Regulators Approve Plan Aimed At Easing Natural Gas Logjam
Regulators say the change will keep energy flowing, but critics say it could lead to price volatility.
By HOWARD FINE
In a bid to reduce the congestion in local natural gas pipelines that contributed to skyrocketing prices last winter, state regulators have approved a plan to allow Southern California Gas Co. to sell long-term contracts for capacity on its pipelines to major industrial customers and gas marketers.
The Dec. 11 decision by the state Public Utilities Commission was welcomed by the state’s industrial community, which had pushed for three years to change the way natural gas is distributed in Southern California.
“Right now, major business users of natural gas have to draw up all sorts of contingency plans to ensure they get the gas they need, which costs time and money,” said Keith McCrea, outside counsel to the California Manufacturers & Technology Association. “This gives businesses greater certainty that the gas brought in to the state can get to their facilities.
But critics say the plan could allow a handful of natural gas marketers to snap up the pipeline capacity, which in turn could lead to price volatility similar to what happened late last year under the state’s botched deregulation effort.
“This whole scheme is a way for the marketers to get greater control over the pipeline market,” said Marcel Hawiger, staff attorney for The Utility Reform Network, a consumer advocacy group.
In its decision, the PUC gave the green light to the Gas Co., a unit of San Diego-based Sempra Energy, to sell capacity at five major entry points to its pipeline system in phases over the next year. It is at those entry points, particularly one at the California-Arizona border known as Topock, that bottlenecks arose last year, forcing major natural gas customers to seek more expensive gas through other entry points and exacerbating an already steep run-up in natural gas costs.
The PUC plan, which was approved after three years of negotiations between Sempra, industrial users, pipeline companies and natural gas marketers, is modeled on a similar agreement reached in 1998 over the use of Pacific Gas & Electric’s pipelines in Northern California.
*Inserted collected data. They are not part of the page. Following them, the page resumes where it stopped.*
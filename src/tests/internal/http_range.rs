use crate::chunk::Chunk;
use crate::http::range_header;

#[test]
fn range_header_covers_whole_chunk() {
    let c = Chunk::new(0, 33, 65);
    assert_eq!(range_header(&c), "bytes=33-65");
}

#[test]
fn range_header_resumes_from_position() {
    let mut c = Chunk::new(0, 33, 65);
    c.add_position(10);
    assert_eq!(range_header(&c), "bytes=43-65");
}
use bytes::Bytes;
use tokio::sync::OwnedSemaphorePermit;

/// 一次排队中的写入：绝对偏移 + 数据。
///
/// 从入队起由写入管道独占，落盘后立即释放。
#[derive(Debug)]
pub(crate) struct Packet {
    pub(crate) offset: u64,
    pub(crate) data: Bytes,
    /// 有界模式下占用的名额，落盘后归还
    pub(crate) permit: Option<OwnedSemaphorePermit>,
}

impl Packet {
    pub(crate) fn new(offset: u64, data: Bytes) -> Self {
        Self {
            offset,
            data,
            permit: None,
        }
    }

    pub(crate) fn with_permit(mut self, permit: Option<OwnedSemaphorePermit>) -> Self {
        self.permit = permit;
        self
    }

    pub(crate) fn len(&self) -> usize {
        self.data.len()
    }

    pub(crate) fn end(&self) -> u64 {
        self.offset.saturating_add(self.data.len() as u64)
    }
}
//! The engine: one document, every instance, one diagnostics stream.
//!
//! [`Engine`] owns the [`Document`], the transition coordinator, and all
//! disclosure and accordion instances, addressed by handle. An embedder
//! feeds platform activity in through four seams and everything else
//! follows:
//!
//! - [`click`](Engine::click) for activations of registered elements,
//! - [`key_down`](Engine::key_down) for key presses on accordion triggers,
//! - [`tick_frame`](Engine::tick_frame) once per animation frame,
//! - the `notify_*` methods for transition/animation end and cancel.
//!
//! Runtime anomalies (dangling panel references, settle deadline hits,
//! collapse recursion bounds) surface on the [`diagnostics`] signal rather
//! than as errors, so authoring mistakes degrade instead of breaking the
//! embedder's loop.
//!
//! [`diagnostics`]: Engine::diagnostics

use std::time::Duration;

use slotmap::{SecondaryMap, SlotMap};
use static_assertions::assert_impl_all;

use louver_core::Signal;

use crate::accordion::{Accordion, AccordionId};
use crate::disclosure::{Disclosure, DisclosureId};
use crate::dom::{attrs, Document, ElementId};
use crate::error::{Error, Result};
use crate::events::Diagnostic;
use crate::motion::{CompletionKind, StyleProbe, TransitionCoordinator};

/// Headless disclosure engine over one document.
pub struct Engine {
    pub(crate) doc: Document,
    pub(crate) transitions: TransitionCoordinator,
    pub(crate) disclosures: SlotMap<DisclosureId, Disclosure>,
    pub(crate) accordions: SlotMap<AccordionId, Accordion>,
    /// Trigger and close-control elements to their owning disclosure.
    pub(crate) disclosure_lookup: SecondaryMap<ElementId, DisclosureId>,
    /// Container elements to their accordion.
    pub(crate) accordion_lookup: SecondaryMap<ElementId, AccordionId>,
    /// Trigger elements with keyboard navigation to their accordion.
    pub(crate) keyboard_lookup: SecondaryMap<ElementId, AccordionId>,
    pub(crate) diagnostics: Signal<Diagnostic>,
}

impl Engine {
    /// An engine over an empty document.
    pub fn new() -> Self {
        Self::with_document(Document::new())
    }

    /// An engine over a pre-built document.
    pub fn with_document(doc: Document) -> Self {
        Self {
            doc,
            transitions: TransitionCoordinator::new(),
            disclosures: SlotMap::with_key(),
            accordions: SlotMap::with_key(),
            disclosure_lookup: SecondaryMap::new(),
            accordion_lookup: SecondaryMap::new(),
            keyboard_lookup: SecondaryMap::new(),
            diagnostics: Signal::new(),
        }
    }

    #[inline]
    pub fn document(&self) -> &Document {
        &self.doc
    }

    #[inline]
    pub fn document_mut(&mut self) -> &mut Document {
        &mut self.doc
    }

    /// Stream of runtime anomalies. Emission never implies failure of the
    /// operation that reported it.
    #[inline]
    pub fn diagnostics(&self) -> &Signal<Diagnostic> {
        &self.diagnostics
    }

    /// Route an activation on an element to the disclosure registered for
    /// it, whether trigger or close control. Returns `false` when no
    /// instance is registered there.
    pub fn click(&mut self, element: ElementId) -> Result<bool> {
        let Some(&handle) = self.disclosure_lookup.get(element) else {
            return Ok(false);
        };
        tracing::trace!(target: "louver::engine", ?element, ?handle, "click routed");
        self.toggle(handle)?;
        Ok(true)
    }

    /// Create disclosures for every trigger-class element that does not
    /// have one yet, under `root` or across the whole document, and return
    /// the newly created handles. Idempotent: a second scan over the same
    /// tree returns nothing.
    ///
    /// # Errors
    ///
    /// [`Error::Lookup`] when `root` is not in the document.
    pub fn scan_and_init(&mut self, root: Option<ElementId>) -> Result<Vec<DisclosureId>> {
        let scope: Vec<ElementId> = match root {
            Some(root) => {
                if !self.doc.contains(root) {
                    return Err(Error::lookup("scan root is not in the document"));
                }
                self.doc.depth_first_preorder(root)
            }
            None => {
                let roots = self.doc.roots().to_vec();
                roots
                    .into_iter()
                    .flat_map(|root| self.doc.depth_first_preorder(root))
                    .collect()
            }
        };

        let mut created = Vec::new();
        for element in scope {
            if !self.doc.has_class(element, attrs::TRIGGER_CLASS) {
                continue;
            }
            if self.disclosure_lookup.contains_key(element) {
                continue;
            }
            created.push(self.disclosure(element)?);
        }
        tracing::debug!(target: "louver::engine", created = created.len(), "scan finished");
        Ok(created)
    }

    /// Advance every in-flight transition by one animation frame. Panels
    /// whose transition produced no style and panels past the settle
    /// deadline settle here; a deadline hit additionally reports
    /// [`Diagnostic::SettleTimeout`].
    pub fn tick_frame(&mut self) {
        for element in self.transitions.tick_frame(&mut self.doc) {
            self.diagnostics.emit(Diagnostic::SettleTimeout { element });
        }
    }

    /// A `transitionend` arrived for the element. Returns `true` when it
    /// settled an in-flight transition.
    pub fn notify_transition_end(&mut self, element: ElementId) -> bool {
        self.transitions
            .complete(&mut self.doc, element, CompletionKind::TransitionEnd)
    }

    /// A `transitioncancel` arrived for the element.
    pub fn notify_transition_cancel(&mut self, element: ElementId) -> bool {
        self.transitions
            .complete(&mut self.doc, element, CompletionKind::TransitionCancel)
    }

    /// An `animationend` arrived for the element.
    pub fn notify_animation_end(&mut self, element: ElementId) -> bool {
        self.transitions
            .complete(&mut self.doc, element, CompletionKind::AnimationEnd)
    }

    /// An `animationcancel` arrived for the element.
    pub fn notify_animation_cancel(&mut self, element: ElementId) -> bool {
        self.transitions
            .complete(&mut self.doc, element, CompletionKind::AnimationCancel)
    }

    /// Install or clear the probe that decides whether a transition name
    /// produced any computed style. Without one, every run settles on its
    /// activation frame.
    pub fn set_style_probe(&mut self, probe: Option<StyleProbe>) {
        self.transitions.set_style_probe(probe);
    }

    /// Adjust the settle deadline for transitions whose end notification
    /// never arrives. `None` disables the deadline.
    pub fn set_settle_deadline(&mut self, deadline: Option<Duration>) {
        self.transitions.set_settle_deadline(deadline);
    }
}

impl Default for Engine {
    fn default() -> Self {
        Self::new()
    }
}

assert_impl_all!(Engine: Send);

#[cfg(test)]
mod tests {
    use super::*;
    use std::sync::atomic::{AtomicUsize, Ordering};
    use std::sync::Arc;

    fn doc_with_triggers(count: usize) -> (Document, ElementId, Vec<ElementId>) {
        let mut doc = Document::new();
        let root = doc.create_element("main");
        let mut triggers = Vec::new();
        for i in 0..count {
            let trigger = doc.create_element("button");
            doc.add_class(trigger, attrs::TRIGGER_CLASS);
            doc.set_attribute(trigger, attrs::ARIA_CONTROLS, &format!("p{i}"));
            let panel = doc.create_element("div");
            doc.set_attribute(panel, attrs::ID, &format!("p{i}"));
            doc.set_visible(panel, false);
            doc.append_child(root, trigger).unwrap();
            doc.append_child(root, panel).unwrap();
            triggers.push(trigger);
        }
        (doc, root, triggers)
    }

    #[test]
    fn test_click_without_instance_is_unhandled() {
        let mut engine = Engine::new();
        let el = engine.document_mut().create_element("button");
        assert!(!engine.click(el).unwrap());
    }

    #[test]
    fn test_scan_covers_every_root() {
        let (mut doc, _, _) = doc_with_triggers(2);
        let orphan = doc.create_element("button");
        doc.add_class(orphan, attrs::TRIGGER_CLASS);
        let mut engine = Engine::with_document(doc);

        let created = engine.scan_and_init(None).unwrap();
        assert_eq!(created.len(), 3);
    }

    #[test]
    fn test_scan_is_idempotent_and_scoped() {
        let (doc, root, triggers) = doc_with_triggers(3);
        let mut engine = Engine::with_document(doc);
        engine.disclosure(triggers[0]).unwrap();

        let created = engine.scan_and_init(Some(root)).unwrap();
        assert_eq!(created.len(), 2);
        assert!(engine.scan_and_init(Some(root)).unwrap().is_empty());
    }

    #[test]
    fn test_scan_with_stale_root_fails() {
        let (doc, root, _) = doc_with_triggers(1);
        let mut engine = Engine::with_document(doc);
        engine.document_mut().remove(root).unwrap();
        assert!(matches!(
            engine.scan_and_init(Some(root)),
            Err(Error::Lookup { .. })
        ));
    }

    #[test]
    fn test_scan_does_not_scope_to_close_controls() {
        let (doc, root, triggers) = doc_with_triggers(1);
        let mut engine = Engine::with_document(doc);
        let panel = engine.document().element_by_id("p0").unwrap();
        let close = engine.document_mut().create_element("button");
        engine.document_mut().add_class(close, attrs::TRIGGER_CLASS);
        engine.document_mut().set_attribute(close, attrs::ARIA_CONTROLS, "p0");
        engine.document_mut().append_child(panel, close).unwrap();
        engine.disclosure(triggers[0]).unwrap();

        // The close control already owns a side-table entry; the scan must
        // not wrap a second instance around it.
        assert!(engine.scan_and_init(Some(root)).unwrap().is_empty());
    }

    #[test]
    fn test_settle_deadline_reports_a_diagnostic() {
        let (doc, _, triggers) = doc_with_triggers(1);
        let mut engine = Engine::with_document(doc);
        engine.set_style_probe(Some(Box::new(|_, _, _| true)));
        engine.set_settle_deadline(Some(Duration::ZERO));
        let panel = engine.document().element_by_id("p0").unwrap();
        engine.document_mut().set_attribute(panel, attrs::TRANSITION, "fade");

        let timeouts = Arc::new(AtomicUsize::new(0));
        let inner = Arc::clone(&timeouts);
        engine.diagnostics().connect(move |d| {
            if matches!(d, Diagnostic::SettleTimeout { .. }) {
                inner.fetch_add(1, Ordering::SeqCst);
            }
        });

        let handle = engine.disclosure(triggers[0]).unwrap();
        engine.toggle(handle).unwrap();
        engine.tick_frame(); // activation frame, deadline armed
        engine.tick_frame(); // deadline already elapsed
        assert_eq!(timeouts.load(Ordering::SeqCst), 1);
        assert!(engine.document().classes(panel).is_empty());
        // The end notification arriving late finds nothing to settle.
        assert!(!engine.notify_transition_end(panel));
    }

    #[test]
    fn test_animation_notifications_settle_too() {
        let (doc, _, triggers) = doc_with_triggers(1);
        let mut engine = Engine::with_document(doc);
        engine.set_style_probe(Some(Box::new(|_, _, _| true)));
        let panel = engine.document().element_by_id("p0").unwrap();
        engine.document_mut().set_attribute(panel, attrs::TRANSITION, "pulse");

        let handle = engine.disclosure(triggers[0]).unwrap();
        engine.toggle(handle).unwrap();
        engine.tick_frame();
        assert!(engine.notify_animation_end(panel));
        assert!(engine.is_expanded(handle).unwrap());
        assert!(engine.document().classes(panel).is_empty());
    }
}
“This is going to make natural gas supplies much more reliable for our major industrial users through the L.A. area,” said Ladd Lorenz, director of capacity and operational planning for the Gas Co.
But Hawiger said that many of the large industrial users, particularly refineries and electricity generating plants, have deals with marketers already. This plan, he said, would give those marketers more control over the pipelines, thus giving them more power to set the market rates.
“It’s the secondary market that really concerns us. If gas supplies get tight and you have a handful of marketers controlling the pipelines, they could exercise market power, just like the energy companies did to the electricity market a year ago,” Hawiger said.
PUC Commissioner Richard Bilas said that was unlikely to happen because significant amounts of natural gas have been stored throughout Southern California in recent years. Those gas supplies could be drawn down when supplies became too tight or the bottlenecks too severe on the pipelines.
For the present, it’s the opposite scenario of surplus capacity that most concerns Gas Co. officials. “Under this new plan, we have less assurances of revenues on our system,” Lorenz said. “If not all the capacity is subscribed at certain entry points, then we lose potential revenues.”